Александр I (Виже-Лебрен).
|
А между тем мы знаем, что Александр начал царствовать при самых благоприятных ауспициях. Его воцарение было встречено дворянством с восторгом. «После бури, бури преужасной, днесь настал нам день прекрасный», распевала гвардия. «Наш ангел», писал о нем упомянутый Муравьев-Апостол. Невозможно, конечно, сказать, каковы были задушевные мысли самого Александра. Вряд ли, однако, Александр был так наивен, чтобы думать, что «достаточно пожелать добра, чтобы осчастливить людей», и что благоденствие само водворится без всяких усилий с его стороны. Быть-может, в его голове и роились грандиозные планы реформы «безобразного здания империи», убаюкивающие его самолюбие. Его туманные мечтания давали повод говорить о его величии, о молодом монархе, который горит желанием «улучшить положение человечества»; предрекает, что Александр вскоре получит в Европе преобладающее влияние; намекать на то, что это крайне нежелательно «для некоторых равных Александру по могуществу, но бесконечно ниже его стоящих по мудрости и доброте», т.е. намекать, что Александр может явиться достойным соперником великого Наполеона, как это делал Стон в письме к Пристлею. Наполеон нес с собой деспотизм. «Ныне это — знаменитейший из тиранов, каких мы находим в истории, — писал Александр в 1802 г. по поводу объявления Наполеона пожизненным консулом. — «Завеса упала; он сам лишил себя лучшей славы, какой может достигнуть смертный... доказать, что он без всяких личных видов работал единственно для блага и славы своего отечества». Именно таким бескорыстным деятелем должен был стать сам Александр, с тяжелым сердцем отказавшийся от добровольного изгнания, от своих мечтаний блаженствовать в сельском уединении, променявший скромную ферму на порфирную корону только для того, чтобы посвятить себя «задаче даровать стране свободу».

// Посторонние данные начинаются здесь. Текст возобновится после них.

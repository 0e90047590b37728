//! Unit conversion shared by every CPU, memory and pod display
//!
//! Raw values arrive either as plain numbers (metrics, already in base
//! units: bytes or cores) or as Kubernetes quantity strings (annotations,
//! e.g. `"1500m"`, `"7.5Gi"`). Both paths end up in [`to_unit`] so that a
//! figure renders the same way wherever it appears.

use std::fmt;

const KI: f64 = 1024.0;
const MI: f64 = KI * 1024.0;
const GI: f64 = MI * 1024.0;
const TI: f64 = GI * 1024.0;

/// Display unit
#[derive(Debug, Clone, Copy, PartialEq, Eq)]
pub enum Unit {
    /// CPU cores; base values pass through
    Core,
    /// Gibibytes from bytes
    Gi,
    /// Mebibytes from bytes
    Mi,
    /// Unitless count (pods)
    Count,
}

impl Unit {
    pub fn suffix(&self) -> &'static str {
        match self {
            Self::Core => "Core",
            Self::Gi => "Gi",
            Self::Mi => "Mi",
            Self::Count => "",
        }
    }

    fn divisor(&self) -> f64 {
        match self {
            Self::Core | Self::Count => 1.0,
            Self::Gi => GI,
            Self::Mi => MI,
        }
    }
}

impl fmt::Display for Unit {
    fn fmt(&self, f: &mut fmt::Formatter<'_>) -> fmt::Result {
        write!(f, "{}", self.suffix())
    }
}

/// Parse a Kubernetes quantity into base units (bytes or cores).
///
/// Accepts binary (`Ki`..`Ei`) and decimal (`n`, `u`, `m`, `k`..`E`)
/// suffixes as well as plain and exponent notation. Returns `None` for
/// anything else, including empty strings.
pub fn parse_quantity(raw: &str) -> Option<f64> {
    const BINARY: [(&str, f64); 6] = [
        ("Ki", KI),
        ("Mi", MI),
        ("Gi", GI),
        ("Ti", TI),
        ("Pi", TI * KI),
        ("Ei", TI * MI),
    ];

    let raw = raw.trim();
    if raw.is_empty() {
        return None;
    }

    if let Some((number, multiplier)) = BINARY
        .iter()
        .find_map(|(suffix, mult)| raw.strip_suffix(suffix).map(|n| (n, *mult)))
    {
        let value: f64 = number.parse().ok()?;
        return finite(value * multiplier);
    }

    let exponent = match raw.chars().last() {
        Some('n') => -9,
        Some('u') => -6,
        Some('m') => -3,
        Some('k') => 3,
        Some('M') => 6,
        Some('G') => 9,
        Some('T') => 12,
        Some('P') => 15,
        Some('E') => 18,
        _ => return finite(raw.parse().ok()?),
    };

    let value: f64 = raw[..raw.len() - 1].parse().ok()?;
    if exponent < 0 {
        finite(value / 10f64.powi(-exponent))
    } else {
        finite(value * 10f64.powi(exponent))
    }
}

fn finite(value: f64) -> Option<f64> {
    value.is_finite().then_some(value)
}

/// Round to two decimals; non-finite input becomes zero
pub fn round2(value: f64) -> f64 {
    if !value.is_finite() {
        return 0.0;
    }
    (value * 100.0).round() / 100.0
}

/// Convert a base-unit value to `unit`, rounded to two decimals
pub fn to_unit(base: f64, unit: Unit) -> f64 {
    round2(base / unit.divisor())
}

/// Convert a quantity string to `unit`
pub fn quantity_to_unit(raw: &str, unit: Unit) -> Option<f64> {
    parse_quantity(raw).map(|base| to_unit(base, unit))
}

/// Render a number with at most two decimals and no trailing zeros
pub fn format_number(value: f64) -> String {
    let text = format!("{:.2}", round2(value));
    let text = text.trim_end_matches('0').trim_end_matches('.');
    if text == "-0" {
        "0".to_string()
    } else {
        text.to_string()
    }
}

/// Render `used/total Unit`, e.g. `3.8/4 Core`
pub fn format_pair(used: f64, total: f64, unit: Unit) -> String {
    match unit {
        Unit::Count => format!("{}/{}", format_number(used), format_number(total)),
        _ => format!(
            "{}/{} {}",
            format_number(used),
            format_number(total),
            unit.suffix()
        ),
    }
}

#[cfg(test)]
mod tests {
    use super::*;

    #[test]
    fn test_parse_quantity_suffixes() {
        assert_eq!(parse_quantity("1500m"), Some(1.5));
        assert_eq!(parse_quantity("2"), Some(2.0));
        assert_eq!(parse_quantity("1Gi"), Some(GI));
        assert_eq!(parse_quantity("512Mi"), Some(512.0 * MI));
        assert_eq!(parse_quantity("1e3"), Some(1000.0));
        assert_eq!(parse_quantity("2k"), Some(2000.0));
    }

    #[test]
    fn test_parse_quantity_rejects_garbage() {
        assert_eq!(parse_quantity(""), None);
        assert_eq!(parse_quantity("abc"), None);
        assert_eq!(parse_quantity("12Qi"), None);
    }

    #[test]
    fn test_bytes_to_gi() {
        assert_eq!(to_unit(16.0 * GI, Unit::Gi), 16.0);
        assert_eq!(to_unit(1.5 * GI, Unit::Gi), 1.5);
        assert_eq!(to_unit(3.0, Unit::Core), 3.0);
    }

    #[test]
    fn test_non_finite_rounds_to_zero() {
        assert_eq!(round2(f64::NAN), 0.0);
        assert_eq!(round2(f64::INFINITY), 0.0);
    }

    #[test]
    fn test_format_number_trims() {
        assert_eq!(format_number(4.0), "4");
        assert_eq!(format_number(3.8), "3.8");
        assert_eq!(format_number(15.634), "15.63");
        assert_eq!(format_number(0.0), "0");
    }

    #[test]
    fn test_format_pair() {
        assert_eq!(format_pair(3.8, 4.0, Unit::Core), "3.8/4 Core");
        assert_eq!(format_pair(12.0, 110.0, Unit::Count), "12/110");
    }
}
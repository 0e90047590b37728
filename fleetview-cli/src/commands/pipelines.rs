//! DevOps pipeline commands

use super::{finish, finish_batch, Session};
use crate::output;
use crate::prompts::{self, PresetForm, RunPrompt};
use crate::{ConfigFlags, PipelineCommands};
use anyhow::Result;
use fleetview_common::controller::{PipelinesController, RunForm};
use fleetview_common::meta::Scope;
use fleetview_common::pipeline::{Discarder, PipelineConfig};
use fleetview_common::view::{PipelineRow, PipelineStatusCell};
use fleetview_common::ListQuery;
use serde::Serialize;
use std::rc::Rc;
use tabled::Tabled;

#[derive(Tabled, Serialize)]
struct PipelineLine {
    name: String,
    status: String,
    health: String,
    branches: String,
    pull_requests: String,
}

impl From<PipelineRow> for PipelineLine {
    fn from(row: PipelineRow) -> Self {
        let status = match &row.status {
            PipelineStatusCell::Run(run) => run.as_str().to_string(),
            branches => branches.text(),
        };
        Self {
            name: row.name,
            status,
            health: row.health.as_str().to_string(),
            branches: row.branches,
            pull_requests: row.pull_requests,
        }
    }
}

impl ConfigFlags {
    /// Overwrite the settings given on the command line
    pub fn apply(&self, config: &mut PipelineConfig) {
        if let Some(description) = &self.description {
            config.description = Some(description.clone()).filter(|d| !d.is_empty());
        }
        if self.no_discarder {
            config.enable_discarder = false;
        } else if self.days_to_keep.is_some() || self.num_to_keep.is_some() {
            config.enable_discarder = true;
        }
        if config.enable_discarder {
            let discarder = config.discarder.get_or_insert_with(|| Discarder {
                days_to_keep: "7".to_string(),
                num_to_keep: "10".to_string(),
            });
            if let Some(days) = &self.days_to_keep {
                discarder.days_to_keep = days.clone();
            }
            if let Some(num) = &self.num_to_keep {
                discarder.num_to_keep = num.clone();
            }
        }
        if self.no_timer {
            config.enable_timer_trigger = false;
        } else if let Some(cron) = &self.cron {
            config.enable_timer_trigger = true;
            config.timer_trigger = Some(cron.clone());
        }
    }
}

pub async fn handle_pipeline_command(
    command: PipelineCommands,
    session: &Session,
    workspace: &str,
    cluster: &str,
    devops: &str,
) -> Result<()> {
    let ctx = session.context(Some(workspace), Some(cluster));
    let collaborators = session.collaborators();
    let scope = Scope::namespaced(Some(workspace), Some(cluster), devops);

    let run_form: Rc<dyn fleetview_common::action::FormModal<RunForm>> = match &command {
        PipelineCommands::Run { branch, params, .. } => Rc::new(RunPrompt {
            api: session.api.clone(),
            scope,
            branch: branch.clone(),
            params: params.clone(),
            interactive: prompts::interactive(),
        }),
        _ => PresetForm::<RunForm>::accept(),
    };
    let config_form: Rc<PresetForm<PipelineConfig>> = match &command {
        PipelineCommands::Create { name, flags } => {
            let (name, flags) = (name.clone(), flags.clone());
            PresetForm::new(move |mut config: PipelineConfig| {
                config.name = name.clone();
                flags.apply(&mut config);
                Some(config)
            })
        }
        PipelineCommands::Edit { flags, .. } => {
            let flags = flags.clone();
            PresetForm::new(move |mut config: PipelineConfig| {
                flags.apply(&mut config);
                Some(config)
            })
        }
        _ => PresetForm::accept(),
    };
    let page = PipelinesController::new(ctx, devops, session.api.clone(), collaborators, run_form, config_form);

    match command {
        PipelineCommands::List {
            search,
            status,
            page: number,
        } => {
            let mut query = ListQuery::page(number, session.config.page_size);
            if let Some(search) = &search {
                query = query.with_filter("name", search);
            }
            if let Some(status) = &status {
                query = query.with_filter("status", status);
            }
            output::with_spinner("Loading pipelines...", page.load(query)).await;

            let state = page.state();
            if let Some(error) = state.list.error {
                anyhow::bail!("Could not list pipelines in {}: {}", devops, error);
            }
            if page.is_empty_state() {
                output::print_info(&format!("No pipelines in {} yet", devops));
                if page.can_create() {
                    output::print_info("Create one with `fleetview pipelines create <NAME>`");
                }
                return Ok(());
            }
            let lines: Vec<PipelineLine> = page.rows().into_iter().map(PipelineLine::from).collect();
            output::print_output(lines, session.format)?;
        }
        PipelineCommands::Run { name, .. } => {
            // Branches and parameters come from the listed record
            output::with_spinner(
                "Loading pipeline...",
                page.load(ListQuery::page(1, session.config.page_size).with_filter("name", &name)),
            )
            .await;
            finish(page.run(&name).await)?;
        }
        PipelineCommands::Activity { name } => page.activity(&name),
        PipelineCommands::Create { .. } => {
            finish(page.create().await)?;
        }
        PipelineCommands::Edit { name, .. } => {
            finish(page.edit(&name).await)?;
        }
        PipelineCommands::Delete { mut names } => {
            if names.len() == 1 {
                let name = names.remove(0);
                finish(page.delete(&name).await)?;
            } else {
                finish_batch(page.batch_delete(names).await)?;
            }
        }
    }
    Ok(())
}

Нельзя забывать и того, что этот либерализм диктовался условиями времени. Русское дворянство, отнюдь не склонное к мечтательным идиллиям о человеческом благе, еще менее чувствовало симпатии после кошмарного царствования Павла к проявлению самодержавного деспотизма; в нем достаточно сильны были олигархические тенденции. Обещание царствовать по законам Екатерины означало водружение старого знамени — дворянской монархии. И первые либеральные меры Александра с восторгом встречались безотносительно к их либерализму — это была оппозиция прошедшему «царствованию ужаса».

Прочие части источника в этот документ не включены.